- Podoima
- Coordinates: 47°59′53″N 28°46′36″E﻿ / ﻿47.99806°N 28.77667°E
- Country (de jure): Moldova
- Country (de facto): Transnistria
- Elevation: 45 m (148 ft)

Population (2004)
- • Total: 1,780
- Time zone: UTC+2 (EET)
- • Summer (DST): UTC+3 (EEST)

= Podoima =

Podoima (Moldovan Cyrillic, Russian, and Подойма) is a commune in the Camenca District of Transnistria, Moldova. It is composed of two villages, Podoima and Podoimița (Подоймиця, Подоймица).

==History==
Podejma, as it was known in Polish, was a private village of the Urbanowski family, administratively located in the Bracław County in the Bracław Voivodeship in the Lesser Poland Province of the Kingdom of Poland. Following the Second Partition of Poland, it was annexed by Russia. In the late 19th century, it had a population of 664.

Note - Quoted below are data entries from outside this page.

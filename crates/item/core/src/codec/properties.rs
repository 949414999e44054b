//! Magic property lists.
//!
//! A list is a chain of 9-bit stat ids, each followed by the stat's values
//! (an optional parameter, then one value plus `chain` more), and terminated
//! by the id `0x1FF`.
use arrayvec::ArrayVec;

use super::CodecError;
use super::encode::check_width;
use super::fields::FieldId;
use super::walker::Walker;
use crate::bits::BitBuffer;
use crate::config::EngineConfig;
use crate::env::{AffixOracle, StatDefinition};

/// Stat id closing a property list.
pub const PROPERTY_TERMINATOR: u16 = 0x1FF;
pub const STAT_ID_BITS: u32 = 9;

/// One property exactly as stored: stat id plus raw, biased values.
#[derive(Clone, Debug, PartialEq, Eq, Hash)]
#[cfg_attr(feature = "serde", derive(serde::Serialize, serde::Deserialize))]
pub struct RawProperty {
    pub stat: u16,
    pub values: ArrayVec<u32, { EngineConfig::MAX_STAT_VALUES }>,
}

impl RawProperty {
    /// Builds a property from displayed values, applying the stat's bias.
    pub fn from_values(def: &StatDefinition, param: u32, values: &[i64]) -> Self {
        let mut raw = ArrayVec::new();
        if def.is_parameterised() {
            raw.push(param);
        }
        for &value in values.iter().take(EngineConfig::MAX_STAT_VALUES - raw.len()) {
            raw.push((value + i64::from(def.save_add)).max(0) as u32);
        }
        Self {
            stat: def.id,
            values: raw,
        }
    }
}

/// Reads one list, validating every stat against the catalogue.
pub(crate) fn read_list(
    walker: &mut Walker<'_>,
    affixes: &dyn AffixOracle,
) -> Result<Vec<RawProperty>, CodecError> {
    let mut list = Vec::new();
    loop {
        let stat = walker.read(STAT_ID_BITS)? as u16;
        if stat == PROPERTY_TERMINATOR {
            return Ok(list);
        }
        let def = affixes.stat(stat).ok_or(CodecError::UnknownStat(stat))?;
        let count = def.value_count();
        if count > EngineConfig::MAX_STAT_VALUES {
            return Err(CodecError::PropertyChainTooLong {
                stat,
                values: count,
            });
        }
        let mut values = ArrayVec::new();
        if def.is_parameterised() {
            values.push(walker.read(u32::from(def.param_bits))?);
        }
        for _ in 0..=def.chain {
            values.push(walker.read(u32::from(def.save_bits))?);
        }
        list.push(RawProperty { stat, values });
    }
}

/// Appends one list (with terminator) at `cursor`. `field` names the section
/// in width errors.
pub(crate) fn write_list(
    buffer: &mut BitBuffer,
    cursor: &mut usize,
    field: FieldId,
    list: &[RawProperty],
    affixes: &dyn AffixOracle,
) -> Result<(), CodecError> {
    for property in list {
        let def = affixes
            .stat(property.stat)
            .ok_or(CodecError::UnknownStat(property.stat))?;
        let expected = def.value_count();
        if expected > EngineConfig::MAX_STAT_VALUES {
            return Err(CodecError::PropertyChainTooLong {
                stat: property.stat,
                values: expected,
            });
        }
        if property.values.len() != expected {
            return Err(CodecError::ValueCountMismatch {
                stat: property.stat,
                expected,
                found: property.values.len(),
            });
        }
        check_width(field, STAT_ID_BITS, u64::from(property.stat))?;
        buffer.set_bits(cursor, STAT_ID_BITS, u32::from(property.stat));
        for (i, &value) in property.values.iter().enumerate() {
            let width = u32::from(if i == 0 && def.is_parameterised() {
                def.param_bits
            } else {
                def.save_bits
            });
            check_width(field, width, u64::from(value))?;
            buffer.set_bits(cursor, width, value);
        }
    }
    buffer.set_bits(cursor, STAT_ID_BITS, u32::from(PROPERTY_TERMINATOR));
    Ok(())
}

/// Encodes a list into a standalone section. Returns the bits and their width.
pub(crate) fn encode_list(
    field: FieldId,
    list: &[RawProperty],
    affixes: &dyn AffixOracle,
) -> Result<(BitBuffer, usize), CodecError> {
    let mut section = BitBuffer::new();
    let mut cursor = 0;
    write_list(&mut section, &mut cursor, field, list, affixes)?;
    Ok((section, cursor))
}

#[cfg(test)]
mod tests {
    use super::*;
    use crate::testing;

    #[test]
    fn lists_round_trip_through_the_catalogue() {
        let catalogue = testing::catalogue();
        let affixes = &catalogue.affixes;
        let strength = affixes.stat(0).unwrap();
        let skill = affixes.stat(97).unwrap();
        let list = vec![
            RawProperty::from_values(strength, 0, &[5]),
            RawProperty::from_values(skill, 36, &[2]),
        ];
        let (section, width) = encode_list(FieldId::MagicProperties, &list, affixes).unwrap();
        let expected = 9 + strength.save_bits as usize
            + 9 + (skill.param_bits + skill.save_bits) as usize
            + 9;
        assert_eq!(width, expected);

        let mut walker = Walker::new(section.as_bytes(), 0);
        assert_eq!(read_list(&mut walker, affixes).unwrap(), list);
        assert_eq!(walker.pos(), width);
    }

    #[test]
    fn unknown_stat_is_corruption() {
        let catalogue = testing::catalogue();
        let mut section = BitBuffer::new();
        let mut cursor = 0;
        section.set_bits(&mut cursor, STAT_ID_BITS, 300);
        section.set_bits(&mut cursor, 16, 0);
        let mut walker = Walker::new(section.as_bytes(), 0);
        assert_eq!(
            read_list(&mut walker, &catalogue.affixes),
            Err(CodecError::UnknownStat(300))
        );
    }

    #[test]
    fn over_long_chain_is_corruption() {
        let catalogue = testing::catalogue();
        let mut section = BitBuffer::new();
        let mut cursor = 0;
        section.set_bits(&mut cursor, STAT_ID_BITS, u32::from(testing::STAT_OVERLONG));
        section.set_bits(&mut cursor, 32, 0);
        let mut walker = Walker::new(section.as_bytes(), 0);
        assert!(matches!(
            read_list(&mut walker, &catalogue.affixes),
            Err(CodecError::PropertyChainTooLong { values: 5, .. })
        ));
    }

    #[test]
    fn values_wider_than_the_stat_are_refused() {
        let catalogue = testing::catalogue();
        let affixes = &catalogue.affixes;
        let strength = affixes.stat(0).unwrap();
        let width = u32::from(strength.save_bits);
        let mut property = RawProperty::from_values(strength, 0, &[5]);
        property.values[0] = 1 << width;
        assert_eq!(
            encode_list(FieldId::RunewordProperties, &[property], affixes),
            Err(CodecError::ValueOutOfRange {
                field: FieldId::RunewordProperties,
                value: 1 << width,
                width,
            })
        );
    }

    #[test]
    fn bias_is_applied_when_building_from_values() {
        let catalogue = testing::catalogue();
        let defense = catalogue.affixes.stat(31).unwrap();
        let property = RawProperty::from_values(defense, 0, &[15]);
        assert_eq!(property.values.as_slice(), &[15 + defense.save_add as u32]);
    }
}
//! Catalogue access errors.

use super::affixes::AffixKind;
use super::types::ItemCode;
use crate::error::{EngineError, ErrorSeverity};

/// Errors that occur when consulting the catalogues.
///
/// Missing oracles are fatal. A failed lookup is a validation error for
/// callers that supplied the id, and becomes corruption when raised while
/// decoding a record.
#[derive(Clone, Debug, PartialEq, Eq, thiserror::Error)]
#[cfg_attr(feature = "serde", derive(serde::Serialize, serde::Deserialize))]
pub enum OracleError {
    /// ItemTypeOracle is not available in the environment.
    #[error("ItemTypeOracle not available")]
    TypesNotAvailable,

    /// AffixOracle is not available in the environment.
    #[error("AffixOracle not available")]
    AffixesNotAvailable,

    /// Codes are 1 to 4 ASCII alphanumerics.
    #[error("invalid item code")]
    InvalidCode,

    #[error("item type {0} not found")]
    UnknownItemType(ItemCode),

    #[error("stat {0} not found")]
    UnknownStat(u16),

    #[error("{kind} {id} not found")]
    UnknownAffix { kind: AffixKind, id: u16 },
}

impl EngineError for OracleError {
    fn severity(&self) -> ErrorSeverity {
        use OracleError::*;
        match self {
            TypesNotAvailable | AffixesNotAvailable => ErrorSeverity::Fatal,
            InvalidCode | UnknownItemType(_) | UnknownStat(_) | UnknownAffix { .. } => {
                ErrorSeverity::Validation
            }
        }
    }

    fn error_code(&self) -> &'static str {
        use OracleError::*;
        match self {
            TypesNotAvailable => "ORACLE_TYPES_NOT_AVAILABLE",
            AffixesNotAvailable => "ORACLE_AFFIXES_NOT_AVAILABLE",
            InvalidCode => "ORACLE_INVALID_CODE",
            UnknownItemType(_) => "ORACLE_UNKNOWN_ITEM_TYPE",
            UnknownStat(_) => "ORACLE_UNKNOWN_STAT",
            UnknownAffix { .. } => "ORACLE_UNKNOWN_AFFIX",
        }
    }
}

In 1924, it became part of the Moldavian Autonomous Oblast, which was soon converted into the Moldavian Autonomous Soviet Socialist Republic, and the Moldavian Soviet Socialist Republic in 1940 during World War II. From 1941 to 1944, it was administered by Romania as part of the Transnistria Governorate.

According to the 2004 census, the population of the village was 3,808 inhabitants, of which 3,691 (96.92%) were Moldovans (Romanians), 63 (1.65%) Ukrainians and 45 (1.18%) Russians.